Home is where the lipids are: a comparison of MSP and DDDG nanodiscs for membrane protein research

Abstract

Nanodiscs have emerged as a powerful tool for studying membrane proteins in a lipid bilayer, with the standard approach relying on MSP-based nanodiscs that use detergent-mediated lipid exchange and encapsulation by MSP rings. However, this method may introduce artefacts from MSP interactions with the target protein and the nanodiscs constrained size. Here, we compare MSP-based nanodiscs with an alternative system using the amphiphile dodecyl-diglucoside (DDDG), which directly extracts membrane proteins along with their surrounding lipids from the cell membrane. Using a glutamate transporter homolog (GltTk) from Thermococcus kodakarensis as a model, we assessed the efficiency of extraction and purification, thermal stability, and substrate binding capacity of GltTk in each of the two nanodisc systems.

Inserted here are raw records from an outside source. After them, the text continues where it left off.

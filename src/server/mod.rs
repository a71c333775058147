//! HTTP/SSE server for the command surface and the live event stream.
//!
//! ```text
//! +--------------------------------------------------+
//! |  Axum HTTP Server                                |
//! |  /health                     -> liveness         |
//! |  /api/recording/*            -> capture session  |
//! |  /api/screenshot(s)/*        -> screenshots      |
//! |  /api/voice/*                -> transcription    |
//! |  /api/workflow/generate      -> synthesis queue  |
//! |  /api/analysis/*             -> analysis jobs    |
//! |  /api/activity/*             -> usage queries    |
//! |  /api/system/*               -> folders          |
//! |  /api/events                 -> SSE snapshot+tail|
//! +--------------------------------------------------+
//! ```

mod handlers;
pub mod types;

use std::net::SocketAddr;
use std::sync::Arc;

use axum::{
    routing::{get, post},
    Router,
};
use tokio::net::TcpListener;
use tokio_util::sync::CancellationToken;

use crate::state::AppContext;

/// Create the router with all routes configured. Separated from
/// `start_server` so handler tests can drive it directly.
pub fn create_router(ctx: Arc<AppContext>) -> Router {
    Router::new()
        .route("/health", get(handlers::health))
        .route("/api/recording/start", post(handlers::start_recording))
        .route("/api/recording/stop", post(handlers::stop_recording))
        .route("/api/recording/status", get(handlers::recording_status))
        .route("/api/recordings/list", get(handlers::list_recordings))
        .route("/api/screenshot/capture", post(handlers::capture_screenshot))
        .route("/api/screenshots/list", get(handlers::list_screenshots))
        .route("/api/voice/start", post(handlers::start_voice))
        .route("/api/voice/stop", post(handlers::stop_voice))
        .route("/api/voice/status", get(handlers::voice_status))
        .route("/api/voice/transcripts", get(handlers::list_transcripts))
        .route("/api/workflow/generate", post(handlers::generate_workflow))
        .route("/api/analysis/quick", post(handlers::quick_analysis))
        .route("/api/analysis/detailed", post(handlers::detailed_analysis))
        .route("/api/activity/status", get(handlers::activity_status))
        .route("/api/activity/usage", get(handlers::usage))
        .route("/api/activity/chart-data", get(handlers::chart_data))
        .route("/api/system/folders", get(handlers::folders))
        .route("/api/system/open-folder", post(handlers::open_folder))
        .route("/api/events", get(handlers::events))
        .with_state(ctx)
}

/// Bind and serve. Returns the actual bound address (useful with port 0)
/// plus a token that triggers graceful shutdown.
pub async fn start_server(
    ctx: Arc<AppContext>,
    addr: SocketAddr,
) -> anyhow::Result<(SocketAddr, CancellationToken)> {
    let app = create_router(ctx);
    let listener = TcpListener::bind(addr).await?;
    let actual_addr = listener.local_addr()?;

    tracing::info!("HTTP server listening on {}", actual_addr);

    let shutdown_token = CancellationToken::new();
    let server_shutdown = shutdown_token.clone();
    tokio::spawn(async move {
        if let Err(e) = axum::serve(listener, app)
            .with_graceful_shutdown(server_shutdown.cancelled_owned())
            .await
        {
            tracing::error!("server error: {}", e);
        }
    });

    Ok((actual_addr, shutdown_token))
}

#[cfg(test)]
mod tests {
    use super::*;
    use crate::bus::events::SessionState;
    use crate::capture::device::{CaptureBackend, CaptureStream};
    use crate::error::Result;
    use crate::settings::TraqSettings;
    use crate::state::Backends;
    use async_trait::async_trait;
    use axum::body::Body;
    use axum::http::{Request, StatusCode};
    use std::path::Path;
    use tower::ServiceExt;

    struct LoopingCaptureBackend;

    #[async_trait]
    impl CaptureBackend for LoopingCaptureBackend {
        async fn open(&self, _output: &Path, _fps: u32) -> Result<Box<dyn CaptureStream>> {
            Ok(Box::new(LoopingCaptureStream))
        }
    }

    struct LoopingCaptureStream;

    #[async_trait]
    impl CaptureStream for LoopingCaptureStream {
        async fn record_frame(&mut self) -> Result<()> {
            Ok(())
        }

        async fn finish(self: Box<Self>) -> Result<()> {
            Ok(())
        }
    }

    fn test_context(dir: &tempfile::TempDir, working_capture: bool) -> Arc<AppContext> {
        let mut settings = TraqSettings::default();
        settings.data.dir = dir.path().to_path_buf();
        let mut backends = Backends::disabled();
        if working_capture {
            backends.capture = Arc::new(LoopingCaptureBackend);
        }
        AppContext::new(settings, backends)
    }

    async fn body_json(response: axum::response::Response) -> serde_json::Value {
        let bytes = axum::body::to_bytes(response.into_body(), 1024 * 1024)
            .await
            .unwrap();
        serde_json::from_slice(&bytes).unwrap()
    }

    fn get_request(uri: &str) -> Request<Body> {
        Request::builder().uri(uri).body(Body::empty()).unwrap()
    }

    fn post_json(uri: &str, body: &str) -> Request<Body> {
        Request::builder()
            .method("POST")
            .uri(uri)
            .header("content-type", "application/json")
            .body(Body::from(body.to_string()))
            .unwrap()
    }

    #[tokio::test]
    async fn health_returns_ok_with_version() {
        let dir = tempfile::tempdir().unwrap();
        let app = create_router(test_context(&dir, false));
        let response = app.oneshot(get_request("/health")).await.unwrap();
        assert_eq!(response.status(), StatusCode::OK);
        let json = body_json(response).await;
        assert_eq!(json["status"], "ok");
        assert_eq!(json["version"], env!("CARGO_PKG_VERSION"));
    }

    #[tokio::test]
    async fn recording_round_trip_over_http() {
        let dir = tempfile::tempdir().unwrap();
        let ctx = test_context(&dir, true);
        let app = create_router(ctx.clone());

        let response = app
            .clone()
            .oneshot(post_json("/api/recording/start", "{}"))
            .await
            .unwrap();
        assert_eq!(response.status(), StatusCode::OK);
        let json = body_json(response).await;
        assert_eq!(json["recording"], true);
        assert!(json["filename"].as_str().unwrap().starts_with("recording_"));

        let response = app
            .clone()
            .oneshot(get_request("/api/recording/status"))
            .await
            .unwrap();
        let json = body_json(response).await;
        assert_eq!(json["recording"], true);
        assert_eq!(json["state"], "active");

        let response = app
            .clone()
            .oneshot(post_json("/api/recording/stop", "{}"))
            .await
            .unwrap();
        assert_eq!(response.status(), StatusCode::OK);
        assert_eq!(ctx.capture.status().state, SessionState::Idle);
    }

    #[tokio::test]
    async fn lifecycle_violations_map_to_conflict() {
        let dir = tempfile::tempdir().unwrap();
        let ctx = test_context(&dir, true);
        let app = create_router(ctx);

        // Stop with nothing active.
        let response = app
            .clone()
            .oneshot(post_json("/api/recording/stop", "{}"))
            .await
            .unwrap();
        assert_eq!(response.status(), StatusCode::CONFLICT);
        let json = body_json(response).await;
        assert_eq!(json["code"], "NOT_ACTIVE");

        // Double start.
        app.clone()
            .oneshot(post_json("/api/recording/start", "{}"))
            .await
            .unwrap();
        let response = app
            .clone()
            .oneshot(post_json("/api/recording/start", "{}"))
            .await
            .unwrap();
        assert_eq!(response.status(), StatusCode::CONFLICT);
        let json = body_json(response).await;
        assert_eq!(json["code"], "ALREADY_ACTIVE");
    }

    #[tokio::test]
    async fn unconfigured_devices_report_service_unavailable() {
        let dir = tempfile::tempdir().unwrap();
        let app = create_router(test_context(&dir, false));

        for uri in [
            "/api/recording/start",
            "/api/voice/start",
            "/api/screenshot/capture",
        ] {
            let response = app.clone().oneshot(post_json(uri, "{}")).await.unwrap();
            assert_eq!(
                response.status(),
                StatusCode::SERVICE_UNAVAILABLE,
                "unexpected status for {uri}"
            );
        }
    }

    #[tokio::test]
    async fn workflow_generation_is_accepted_not_streamed_inline() {
        let dir = tempfile::tempdir().unwrap();
        let app = create_router(test_context(&dir, false));

        let response = app
            .clone()
            .oneshot(post_json(
                "/api/workflow/generate",
                r#"{"transcript": "open terminal, run git status"}"#,
            ))
            .await
            .unwrap();
        assert_eq!(response.status(), StatusCode::ACCEPTED);
        let json = body_json(response).await;
        assert_eq!(json["accepted"], true);
        assert!(json["request_id"].is_string());

        // Too short to synthesize.
        let response = app
            .clone()
            .oneshot(post_json("/api/workflow/generate", r#"{"transcript": "hi"}"#))
            .await
            .unwrap();
        assert_eq!(response.status(), StatusCode::BAD_REQUEST);
    }

    #[tokio::test]
    async fn analysis_requires_a_source() {
        let dir = tempfile::tempdir().unwrap();
        let app = create_router(test_context(&dir, false));

        let response = app
            .clone()
            .oneshot(post_json("/api/analysis/quick", "{}"))
            .await
            .unwrap();
        assert_eq!(response.status(), StatusCode::BAD_REQUEST);

        let response = app
            .clone()
            .oneshot(post_json(
                "/api/analysis/detailed",
                r#"{"text": "wrote the quarterly report"}"#,
            ))
            .await
            .unwrap();
        assert_eq!(response.status(), StatusCode::ACCEPTED);
    }

    #[tokio::test]
    async fn usage_endpoint_validates_dates() {
        let dir = tempfile::tempdir().unwrap();
        let app = create_router(test_context(&dir, false));

        let response = app
            .clone()
            .oneshot(get_request("/api/activity/usage?date=not-a-date"))
            .await
            .unwrap();
        assert_eq!(response.status(), StatusCode::BAD_REQUEST);

        let response = app
            .clone()
            .oneshot(get_request("/api/activity/usage?date=2026-08-07"))
            .await
            .unwrap();
        assert_eq!(response.status(), StatusCode::OK);
        let json = body_json(response).await;
        assert_eq!(json["count"], 0);
    }

    #[tokio::test]
    async fn listings_are_empty_on_a_fresh_store() {
        let dir = tempfile::tempdir().unwrap();
        let app = create_router(test_context(&dir, false));

        for uri in [
            "/api/recordings/list",
            "/api/screenshots/list",
            "/api/voice/transcripts",
        ] {
            let response = app.clone().oneshot(get_request(uri)).await.unwrap();
            assert_eq!(response.status(), StatusCode::OK, "unexpected status for {uri}");
            let json = body_json(response).await;
            assert_eq!(json["count"], 0, "unexpected count for {uri}");
        }
    }

    #[tokio::test]
    async fn event_stream_is_server_sent_events() {
        let dir = tempfile::tempdir().unwrap();
        let app = create_router(test_context(&dir, false));

        let response = app.oneshot(get_request("/api/events")).await.unwrap();
        assert_eq!(response.status(), StatusCode::OK);
        let content_type = response
            .headers()
            .get("content-type")
            .and_then(|v| v.to_str().ok())
            .unwrap_or_default();
        assert!(content_type.starts_with("text/event-stream"));
    }

    #[tokio::test]
    async fn folders_reports_the_artifact_layout() {
        let dir = tempfile::tempdir().unwrap();
        let app = create_router(test_context(&dir, false));

        let response = app.oneshot(get_request("/api/system/folders")).await.unwrap();
        let json = body_json(response).await;
        for key in ["recordings", "screenshots", "transcripts", "workflows", "analyses"] {
            assert!(
                json[key].as_str().unwrap().contains(key),
                "folder path for {key} missing"
            );
        }
    }

    #[tokio::test]
    async fn open_folder_rejects_missing_paths() {
        let dir = tempfile::tempdir().unwrap();
        let app = create_router(test_context(&dir, false));

        let response = app
            .oneshot(post_json(
                "/api/system/open-folder",
                r#"{"path": "/definitely/not/here"}"#,
            ))
            .await
            .unwrap();
        assert_eq!(response.status(), StatusCode::BAD_REQUEST);
    }

    #[tokio::test]
    async fn start_server_binds_and_shuts_down() {
        let dir = tempfile::tempdir().unwrap();
        let ctx = test_context(&dir, false);
        let addr: SocketAddr = ([127, 0, 0, 1], 0).into();
        let (bound, shutdown) = start_server(ctx, addr).await.unwrap();
        assert!(bound.port() > 0);
        assert!(!shutdown.is_cancelled());
        shutdown.cancel();
    }
}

Our findings demonstrate that DDDG-based nanodiscs are comparable to MSP-based nanodiscs but may provide greater conformational flexibility and avoid possible artefacts due to MSP-GltTk interactions. Consequently, they provide a competent alternative to MSP-based nanodiscs through direct extraction, thereby preserving the proteins native lipid environment. Both approaches support structural and functional studies, but their suitability depends on the specific application. MSP-based nanodiscs remain advantageous for studies requiring well-defined lipid compositions, while DDDG nanodiscs offer distinct advantages for investigating proteins where native lipids and conformational freedom are critical.